From the first line of the entries below, reproduce everything exactly through the line with "a driver instance", and nothing more.

____ RECORDS FOR THE EXERCISE

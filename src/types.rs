use crate::engine::Engine;
use crate::hw_def::*;

use core::fmt;
use core::ops::BitOr;

#[cfg(feature="defmt")]
use defmt::Format;

/// SHT3x device driver driven by caller-supplied bus and timer primitives
#[derive(Debug)]
pub struct Sht3x<W, R, T, U = ()> {
    pub(crate) i2c_write: W,
    pub(crate) i2c_read: R,
    pub(crate) start_timer: T,
    pub(crate) engine: Engine,
    pub(crate) callback: Option<SequenceCallback<U>>,
}

/// Everything needed to create a driver instance
#[derive(Debug)]
pub struct Config<W, R, T> {
    /// starts an I²C write transaction
    pub i2c_write: W,
    /// starts an I²C read transaction
    pub i2c_read: R,
    /// starts a one-shot millisecond timer
    pub start_timer: T,
    /// 0x44 or 0x45, depending on the ADDR pin
    pub i2c_addr: u8,
}

/// All possible errors in this crate
#[cfg_attr(feature = "defmt", derive(Format))]
#[derive(Clone, Copy, Debug, Eq, PartialEq)]
pub enum Error {
    /// Something went wrong inside the driver itself
    Driver,
    /// Invalid input data provided
    InvalidArgument,
    /// The instance memory hook did not provide memory
    OutOfMemory,
    /// I²C communication error
    Io,
    /// The device NACKed its address because no measurement is ready yet
    NoData,
    /// Failure of a checksum from the device was detected
    CrcMismatch,
    /// Another sequence is still in progress on this instance
    Busy,
}
impl fmt::Display for Error {
    fn fmt(&self, f: &mut fmt::Formatter<'_>) -> fmt::Result {
        match self {
            Error::Driver => write!(f, "internal driver error"),
            Error::InvalidArgument => write!(f, "invalid argument"),
            Error::OutOfMemory => write!(f, "no instance memory"),
            Error::Io => write!(f, "I2C transaction failed"),
            Error::NoData => write!(f, "no measurement data available"),
            Error::CrcMismatch => write!(f, "checksum mismatch"),
            Error::Busy => write!(f, "another sequence is in progress"),
        }
    }
}
impl core::error::Error for Error {}

/// Outcome of one I²C transaction, reported by the transport
#[cfg_attr(feature = "defmt", derive(Format))]
#[derive(Clone, Copy, Debug, Eq, PartialEq)]
pub enum I2cResultCode {
    /// transaction completed
    Ok,
    /// NACK after the address byte; for measurement reads this means "not ready yet"
    AddressNack,
    /// NACK after a data byte or any other bus fault
    BusError,
}

/// Which parts of a measurement response to read and verify
#[cfg_attr(feature = "defmt", derive(Format))]
#[derive(Clone, Copy, Debug, Default, Eq, PartialEq)]
pub struct Flags(u8);
impl Flags {
    /// read the temperature
    pub const READ_TEMP: Flags = Flags(1 << 0);
    /// read the relative humidity
    pub const READ_HUM: Flags = Flags(1 << 1);
    /// verify the temperature checksum (requires `READ_TEMP`)
    pub const VERIFY_CRC_TEMP: Flags = Flags(1 << 2);
    /// verify the humidity checksum (requires `READ_HUM`)
    pub const VERIFY_CRC_HUM: Flags = Flags(1 << 3);
    /// read and verify both values
    pub const ALL: Flags = Flags(0x0F);

    /// Flags from raw bits; bits are not validated until used
    pub const fn from_bits(bits: u8) -> Self {
        Self(bits)
    }
    /// Get the raw bits
    pub const fn bits(self) -> u8 {
        self.0
    }
    /// true if all bits of `other` are set
    pub const fn contains(self, other: Flags) -> bool {
        self.0 & other.0 == other.0
    }

    /// Number of response bytes to read for these flags, `None` for an invalid combination.
    ///
    /// Reads always start at the temperature word, so humidity alone still needs the
    /// temperature word and its checksum byte in front of it.
    pub fn read_len(self) -> Option<usize> {
        if self.0 & !Flags::ALL.0 != 0 {
            return None;
        }
        let temp = self.contains(Flags::READ_TEMP);
        let hum = self.contains(Flags::READ_HUM);
        if !temp && !hum {
            return None;
        }
        if (self.contains(Flags::VERIFY_CRC_TEMP) && !temp) || (self.contains(Flags::VERIFY_CRC_HUM) && !hum) {
            return None;
        }
        Some(match (hum, self.contains(Flags::VERIFY_CRC_HUM), self.contains(Flags::VERIFY_CRC_TEMP)) {
            (true, true, _) => 6,
            (true, false, _) => 5,
            (false, _, true) => 3,
            (false, _, false) => 2,
        })
    }
}
impl BitOr for Flags {
    type Output = Flags;

    fn bitor(self, rhs: Flags) -> Flags {
        Flags(self.0 | rhs.0)
    }
}

/// Temperature and/or humidity after conversion; only requested values are present
#[cfg_attr(feature = "defmt", derive(Format))]
#[derive(Clone, Copy, Debug, Default, PartialEq)]
pub struct Measurement {
    /// degrees Celsius
    pub temperature: Option<f32>,
    /// relative humidity in percent
    pub humidity: Option<f32>,
}
impl Measurement {
    /// Decode a response read with `flags`, verifying the requested checksums
    pub fn from_read_bytes(flags: Flags, bytes: &[u8]) -> Result<Self, Error> {
        let len = flags.read_len().ok_or(Error::InvalidArgument)?;
        if bytes.len() < len {
            return Err(Error::Io);
        }
        if flags.contains(Flags::VERIFY_CRC_TEMP) {
            check_word(&bytes[0..3])?;
        }
        if flags.contains(Flags::VERIFY_CRC_HUM) {
            check_word(&bytes[3..6])?;
        }

        let mut measurement = Measurement::default();
        if flags.contains(Flags::READ_TEMP) {
            measurement.temperature = Some(raw_temp_to_celsius(u16::from_be_bytes([bytes[0], bytes[1]])));
        }
        if flags.contains(Flags::READ_HUM) {
            measurement.humidity = Some(raw_rel_humid_to_percent(u16::from_be_bytes([bytes[3], bytes[4]])));
        }
        Ok(measurement)
    }

    /// Get temperature in Fahrenheit
    pub fn fahrenheit(&self) -> Option<f32> {
        self.temperature.map(celsius_to_fahrenheit)
    }
}

/// Compare the CRC byte that follows a 2-byte word
pub(crate) fn check_word(word_and_crc: &[u8]) -> Result<(), Error> {
    let crc_expect = crc8(&word_and_crc[0..2]);
    if word_and_crc[2] != crc_expect {
        warn!("sht3x: crc mismatch: word={:?}, crc={}, crc_expect={}", &word_and_crc[0..2], word_and_crc[2], crc_expect);
        return Err(Error::CrcMismatch);
    }
    Ok(())
}

/// Status register of the device
#[cfg_attr(feature = "defmt", derive(Format))]
#[derive(Clone, Copy, Debug, Eq, PartialEq)]
pub struct StatusRegister(u16);
impl From<u16> for StatusRegister {
    fn from(raw: u16) -> Self {
        Self(raw)
    }
}
impl StatusRegister {
    /// Get the raw status bits
    pub fn raw(&self) -> u16 {
        self.0
    }

    fn bit(&self, lsbit: u16) -> bool {
        (self.0 >> lsbit) & 1 != 0
    }

    /// checksum of the last write transfer was correct
    pub fn is_crc_of_last_write_transfer_correct(&self) -> bool {
        !self.bit(STATUS_BIT_WRITE_CHECKSUM)
    }
    /// last command was executed successfully
    pub fn is_last_command_executed_successfully(&self) -> bool {
        !self.bit(STATUS_BIT_COMMAND)
    }
    /// reset (power-on, soft reset or reset pin) detected since last clear of status register
    pub fn is_system_reset_detected(&self) -> bool {
        self.bit(STATUS_BIT_SYSTEM_RESET)
    }
    /// temperature tracking alert
    pub fn is_temperature_alert_raised(&self) -> bool {
        self.bit(STATUS_BIT_T_TRACKING_ALERT)
    }
    /// relative humidity tracking alert
    pub fn is_humidity_alert_raised(&self) -> bool {
        self.bit(STATUS_BIT_RH_TRACKING_ALERT)
    }
    /// heater is enabled
    pub fn is_heater_on(&self) -> bool {
        self.bit(STATUS_BIT_HEATER)
    }
    /// at least one alert is active
    pub fn is_at_least_one_alert_pending(&self) -> bool {
        self.bit(STATUS_BIT_ALERT_PENDING)
    }
}
impl fmt::Display for StatusRegister {
    fn fmt(&self, f: &mut fmt::Formatter<'_>) -> fmt::Result {
        write!(f, "StatusRegister {{ 0x{:04x}; ", self.0)?;
        if self.is_at_least_one_alert_pending() {
            write!(f, "alert_pending ")?;
        }
        if self.is_heater_on() {
            write!(f, "heater_on ")?;
        }
        if self.is_humidity_alert_raised() {
            write!(f, "rh_alert ")?;
        }
        if self.is_temperature_alert_raised() {
            write!(f, "t_alert ")?;
        }
        if self.is_system_reset_detected() {
            write!(f, "reset_detected ")?;
        }
        if !self.is_last_command_executed_successfully() {
            write!(f, "command_failed ")?;
        }
        if !self.is_crc_of_last_write_transfer_correct() {
            write!(f, "write_crc_failed ")?;
        }
        write!(f, "}}")
    }
}

/// Called when a command-only sequence completes
pub type CompleteCb<U> = fn(Result<(), Error>, U);
/// Called when a measurement sequence completes
pub type MeasCompleteCb<U> = fn(Result<Measurement, Error>, U);
/// Called when a status register read completes
pub type StatusRegisterCompleteCb<U> = fn(Result<StatusRegister, Error>, U);

/// Completion callback of the sequence in progress, with its user data
#[derive(Debug)]
pub(crate) enum SequenceCallback<U> {
    Complete(Option<CompleteCb<U>>, U),
    Measurement(Option<MeasCompleteCb<U>>, U),
    StatusRegister(Option<StatusRegisterCompleteCb<U>>, U),
}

________

### ANSWER
filename src/types.rs
use crate::engine::Engine;
use crate::hw_def::*;

use core::fmt;
use core::ops::BitOr;

#[cfg(feature="defmt")]
use defmt::Format;

/// SHT3x device driver driven by caller-supplied bus and timer primitives
#[derive(Debug)]
pub struct Sht3x<W, R, T, U = ()> {
    pub(crate) i2c_write: W,
    pub(crate) i2c_read: R,
    pub(crate) start_timer: T,
    pub(crate) engine: Engine,
    pub(crate) callback: Option<SequenceCallback<U>>,
}

/// Everything needed to create a driver instance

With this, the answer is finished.